Entries shown:

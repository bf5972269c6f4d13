//! CLI errors and exit codes

use std::error::Error as StdError;

use tenantgate::{
    config::ConfigError,
    credentials::SyncError,
    errors::ErrorKind,
    identity::NameError,
    lifecycle::LifecycleError,
    registry::RegistryError,
    secrets::PasswordError,
};
use thiserror::Error;

/// Exit code for a successful command.
pub const EXIT_SUCCESS: u8 = 0;

/// Exit code for command-line usage errors (`EX_USAGE`).
pub const EXIT_USAGE: u8 = 64;

/// Exit code for failures writing the command result.
pub const EXIT_IO: u8 = 74;

/// Failed command, reduced to its classification and a printable message.
#[derive(Debug, Error)]
#[error("{kind}: {message}")]
pub struct CliError {
    /// Classification.
    pub kind: ErrorKind,

    /// Message including the chain of causes.
    pub message: String,
}

impl CliError {
    /// Error of `kind` with a plain message.
    pub fn new(kind: ErrorKind, message: impl Into<String>) -> Self {
        Self {
            kind,
            message: message.into(),
        }
    }

    /// Error of `kind` described by `error` and its sources.
    pub fn from_error(kind: ErrorKind, error: &(dyn StdError + 'static)) -> Self {
        Self::new(kind, chain(error))
    }

    /// Process exit code for this error.
    #[must_use]
    pub const fn exit_code(&self) -> u8 {
        exit_code(self.kind)
    }
}

/// Process exit code for an error classification.
#[must_use]
pub const fn exit_code(kind: ErrorKind) -> u8 {
    match kind {
        ErrorKind::StoreFailure => 1,
        ErrorKind::NotFound => 2,
        ErrorKind::DuplicateIdentity => 3,
        ErrorKind::SyncFailure => 4,
        ErrorKind::DependencyUnresolved => 5,
        ErrorKind::IdentityMismatch => 6,
        ErrorKind::RegistryUnavailable => 7,
        ErrorKind::Aborted => 8,
        ErrorKind::CorruptCacheEntry => 9,
        ErrorKind::InvalidInput => EXIT_USAGE,
    }
}

fn chain(error: &(dyn StdError + 'static)) -> String {
    let mut message = error.to_string();
    let mut source = error.source();

    while let Some(cause) = source {
        message.push_str(": ");
        message.push_str(&cause.to_string());
        source = cause.source();
    }

    message
}

impl From<LifecycleError> for CliError {
    fn from(error: LifecycleError) -> Self {
        Self::from_error(error.kind(), &error)
    }
}

impl From<SyncError> for CliError {
    fn from(error: SyncError) -> Self {
        Self::from_error(error.kind(), &error)
    }
}

impl From<RegistryError> for CliError {
    fn from(error: RegistryError) -> Self {
        Self::from_error(error.kind(), &error)
    }
}

impl From<ConfigError> for CliError {
    fn from(error: ConfigError) -> Self {
        Self::from_error(ErrorKind::InvalidInput, &error)
    }
}

impl From<NameError> for CliError {
    fn from(error: NameError) -> Self {
        Self::from_error(ErrorKind::InvalidInput, &error)
    }
}

impl From<PasswordError> for CliError {
    fn from(error: PasswordError) -> Self {
        Self::from_error(ErrorKind::InvalidInput, &error)
    }
}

Task brief: Copy the material above exactly. Include every line.

Finished exercise:
repository bf5972269c6f4d13
//! CLI errors and exit codes

use std::error::Error as StdError;

use tenantgate::{
    config::ConfigError,
    credentials::SyncError,
    errors::ErrorKind,
    identity::NameError,
    lifecycle::LifecycleError,
    registry::RegistryError,
    secrets::PasswordError,
};
use thiserror::Error;

/// Exit code for a successful command.
pub const EXIT_SUCCESS: u8 = 0;

/// Exit code for command-line usage errors (`EX_USAGE`).
pub const EXIT_USAGE: u8 = 64;

/// Exit code for failures writing the command result.
pub const EXIT_IO: u8 = 74;

/// Failed command, reduced to its classification and a printable message.
#[derive(Debug, Error)]
#[error("{kind}: {message}")]
pub struct CliError {
    /// Classification.
    pub kind: ErrorKind,

    /// Message including the chain of causes.
    pub message: String,
}

impl CliError {
    /// Error of `kind` with a plain message.
    pub fn new(kind: ErrorKind, message: impl Into<String>) -> Self {
        Self {
            kind,
            message: message.into(),
        }
    }

    /// Error of `kind` described by `error` and its sources.
    pub fn from_error(kind: ErrorKind, error: &(dyn StdError + 'static)) -> Self {
        Self::new(kind, chain(error))
    }

    /// Process exit code for this error.
    #[must_use]
    pub const fn exit_code(&self) -> u8 {
        exit_code(self.kind)
    }
}

/// Process exit code for an error classification.
#[must_use]
pub const fn exit_code(kind: ErrorKind) -> u8 {
    match kind {
        ErrorKind::StoreFailure => 1,
        ErrorKind::NotFound => 2,
        ErrorKind::DuplicateIdentity => 3,
        ErrorKind::SyncFailure => 4,
        ErrorKind::DependencyUnresolved => 5,
        ErrorKind::IdentityMismatch => 6,
        ErrorKind::RegistryUnavailable => 7,
        ErrorKind::Aborted => 8,
        ErrorKind::CorruptCacheEntry => 9,
        ErrorKind::InvalidInput => EXIT_USAGE,
    }
}

fn chain(error: &(dyn StdError + 'static)) -> String {
    let mut message = error.to_string();
    let mut source = error.source();

    while let Some(cause) = source {
        message.push_str(": ");
        message.push_str(&cause.to_string());
        source = cause.source();
    }

    message
}

impl From<LifecycleError> for CliError {
    fn from(error: LifecycleError) -> Self {
        Self::from_error(error.kind(), &error)
    }
}

impl From<SyncError> for CliError {
    fn from(error: SyncError) -> Self {
        Self::from_error(error.kind(), &error)
    }
}

impl From<RegistryError> for CliError {
    fn from(error: RegistryError) -> Self {
        Self::from_error(error.kind(), &error)
    }
}

impl From<ConfigError> for CliError {
    fn from(error: ConfigError) -> Self {
        Self::from_error(ErrorKind::InvalidInput, &error)
    }
}

impl From<NameError> for CliError {
    fn from(error: NameError) -> Self {
        Self::from_error(ErrorKind::InvalidInput, &error)
    }
}

impl From<PasswordError> for CliError {
    fn from(error: PasswordError) -> Self {
        Self::from_error(ErrorKind::InvalidInput, &error)
    }
}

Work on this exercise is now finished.